It is still another object of the present invention to provide a rugged time delay escapement mechanism designed to assure proper component orientation with a minimum of space and complexity.

It is a further object of the present invention to provide a time delay escapement mechanism of relatively few component parts requiring little modification in the basic design of the fuze with which it is used.

It is still another object of the present invention to provide a time delay escapement mechanism for use with a fuze which can withstand high acceleration without performance degradation.

It is still a further object of the present invention to provide a time delay escapement system for use with a fuze having a heavy rotor wherein the combination produces a smoother rotation without disturbing the actual time delay resulting from the escapement wheel-pallet action.

These and other important objects and advantages of 3 the present invention will become more apparent in con,- nection with the ensuing description and appended claims, as Well as the attached drawings wherein:

FIGURE 1 is a front elevation view of the fuze and escapement mechanism emboding the principles of the present invention;

FIGURE 2 is a side elevation view of the fuze and escapement mechanism shown in FIGURE 1;

FIGURE 3 is a rear elevation view of the fuze and escapement mechanism shown in FIGURE 1;

FIGURE 4 is a sectional view of the fuze taken along the line 44 of FIGURE 2;

FIGURE 5 is a partial enlarged section showing the time delay escapement mechanism of the present invention;

FIGURE 6 is a vertical sectional view on line 6-6 of FIGURE 5; and

FIGURE 7 is an exploded perspective view of the essential parts of the time delay mechanism.

As previously indicated, the present invention involves novel time delay escapement means, and in particular, a time delay escapement mechanism for fuzes used in projectiles.

The operation of the time delay escapement means of the present invention is based on an escape wheel-pallet principle. Preferably, the escape or star wheel is connected to a rotating member and is caused to rotate a portion of a full turn. The pallet, which is essentially an oscillating mass, is designed to engage the teeth of the escape wheel to provide the necessary time delay. The escape wheel is connected to a heavy mass which slows the acceleration of the escape wheel due to its inertia, and the rotational inertia of the pallet also is high. The pallet is provided with an opening a given distance from its axis of pivot and two wedge-shaped teeth project into 'the opening in position to engage the teeth of the escape wheel. Upon rotation of the star wheel, the pallet oscillates while the rotor inertia tends to maintain the rotation smooth by alternately helping and hindering the action of the escape wheel and pallet combination without disturbing the actual time delay. Thus, there is provided simple means for causing a time delay. In addition to this broad concept, the present invention contemplates more specific concepts including the provision of particular structural elements which are peculiarly well adapted to effect the broad objects of the present invention, as will be more particularly described hereinafter.
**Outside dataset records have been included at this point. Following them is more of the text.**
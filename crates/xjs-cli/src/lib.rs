// NOTE: xjs Architecture Rationale
//
// Why build the whole graph before rendering?
// - The controller timestamp is only known after every `since` was seen
// - Filters prune machines from what the surviving units reference
// - Revision notes need one batched lookup across all applications
//
// Why tones instead of colors in the view models?
// - The same rows serve plain output, colored output and tests
// - Color choice stays a renderer concern

mod args;
mod commands;
pub mod config;
pub mod logging;
pub mod lookup;
pub mod presentation;
pub mod types;

pub use args::{Cli, FilterArgs, SectionArgs};
pub use commands::run;
use regex::Regex;
use std::sync::LazyLock;
use xjs_types::{DEFAULT_CHARM_ORIGIN, NOT_AVAILABLE};

static CHARM_REF_REGEX: LazyLock<Regex> = LazyLock::new(|| {
    Regex::new(
        r"^(?:(?P<source>[a-z][a-z0-9+.-]*):)?(?:~(?P<owner>[^/\s]+)/)?(?P<path>(?:[^/\s]+/)*)(?P<name>[^/\s]+?)(?:-(?P<rev>\d+))?$",
    )
    .unwrap()
});

static UPGRADE_REGEX: LazyLock<Regex> = LazyLock::new(|| Regex::new(r"^\D+(\d+)$").unwrap());

/// Source prefix of the public charm store
const STORE_SOURCE: &str = "cs";

/// A charm reference such as `cs:~owner/bionic/mysql-42` taken apart
#[derive(Debug, Clone, PartialEq, Eq)]
pub struct CharmRef {
    /// `cs`, `local`, `ch`; absent for bare names
    pub source: Option<String>,
    pub owner: Option<String>,
    pub series: Option<String>,
    pub name: String,
    pub revision: Option<i64>,
}

impl CharmRef {
    /// `None` when the reference is not a charm reference at all
    pub fn parse(reference: &str) -> Option<Self> {
        let caps = CHARM_REF_REGEX.captures(reference.trim())?;

        let series = caps
            .name("path")
            .map(|m| m.as_str().trim_end_matches('/'))
            .and_then(|path| path.rsplit('/').next())
            .filter(|series| !series.is_empty())
            .map(str::to_string);

        Some(Self {
            source: caps.name("source").map(|m| m.as_str().to_string()),
            owner: caps.name("owner").map(|m| m.as_str().to_string()),
            series,
            name: caps["name"].to_string(),
            revision: caps.name("rev").and_then(|m| m.as_str().parse().ok()),
        })
    }

    /// Registry the charm came from. The public store only counts when the
    /// charm is not published under a personal namespace.
    pub fn origin(&self) -> Option<String> {
        match (self.source.as_deref(), &self.owner) {
            (Some(STORE_SOURCE), None) => Some(DEFAULT_CHARM_ORIGIN.to_string()),
            (Some(source), _) => Some(source.to_string()),
            (None, _) => None,
        }
    }

    /// Revision lookup key: `cs:~owner/<series>/<name>` or `cs:<series>/<name>`.
    ///
    /// Empty for charms outside the public store. The series segment is left
    /// out when it is unknown.
    pub fn store_id(&self, series: &str) -> String {
        if self.source.as_deref() != Some(STORE_SOURCE) {
            return String::new();
        }

        let mut id = String::from("cs:");
        if let Some(owner) = &self.owner {
            id.push('~');
            id.push_str(owner);
            id.push('/');
        }
        if !series.is_empty() && series != NOT_AVAILABLE {
            id.push_str(series);
            id.push('/');
        }
        id.push_str(&self.name);
        id
    }
}

/// Trailing revision of a `can-upgrade-to` value (`"cs:mysql-60"` -> 60)
pub fn latest_revision_from_upgrade(value: &str) -> Option<i64> {
    UPGRADE_REGEX
        .captures(value.trim())
        .and_then(|caps| caps[1].parse().ok())
}
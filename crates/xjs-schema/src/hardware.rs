use crate::{Error, Result};
use xjs_types::Hardware;

/// Parse `"arch=amd64 cores=2 mem=4096M"` into attributes.
///
/// A token without `=` means the string is not a hardware description.
pub fn parse_hardware(machine: &str, value: &str) -> Result<Hardware> {
    let mut hardware = Hardware::default();

    for pair in value.split_whitespace() {
        let (key, val) = pair.split_once('=').ok_or_else(|| {
            Error::schema("machine", machine, format!("malformed hardware entry '{}'", pair))
        })?;
        hardware.insert(key, val);
    }

    Ok(hardware)
}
The basic fuze environment for the time delay escapement means of the present invention is best illustrated in FIGS. 1-4. As shown therein, and especially FIG. 2, the fuze proper consists of three minor sub-assemblies, namely, a spring driven rotor 10, a sequential-leaf set back release mechanism 12, and an arming delay mechanism 14. A rotor housing assembly and an aluminum shield assembly, both of which are not shown for the sake of clarity, complete the fuze structure.

The rotor 10, which is a single machined piece, has a passageway 16 for receiving an electric detonator which arms the fuze. As shown in FIG. 3, a spring biased pin 18 extends from the larger diameter portion of the rotor to provide the electrical contact necessary between the electric detonator and power source for fuze arming. A locking-pin slot 20 is formed in the rear face of the rotor 10 along with a blow-through hole 22 leading to the passageway 16 in the rotor 10. The rotor 10 is mounted on a shaft 24 which extends through the release mechanism 12 and the arming delay mechanism 14. As shown in FIG. 1, the outer end of the shaft 24 is slotted to form a groove 26 to accept one end 27 of a rotor spring 28. The other end 29 of the rotor spring 28 is attached to a front bearing plate 44. Flats 31 are formed on the outer end of the shaft 24 to provide a loose keyed fit with the star wheel of the time delay escapement mechanism as will be more specifically described hereinafter. As shown most clearly in FIG. 4, a small pin 30 extends from the front face of the rotor 10 to lock the rotor in its one angular position, which is the safe position for the fuze.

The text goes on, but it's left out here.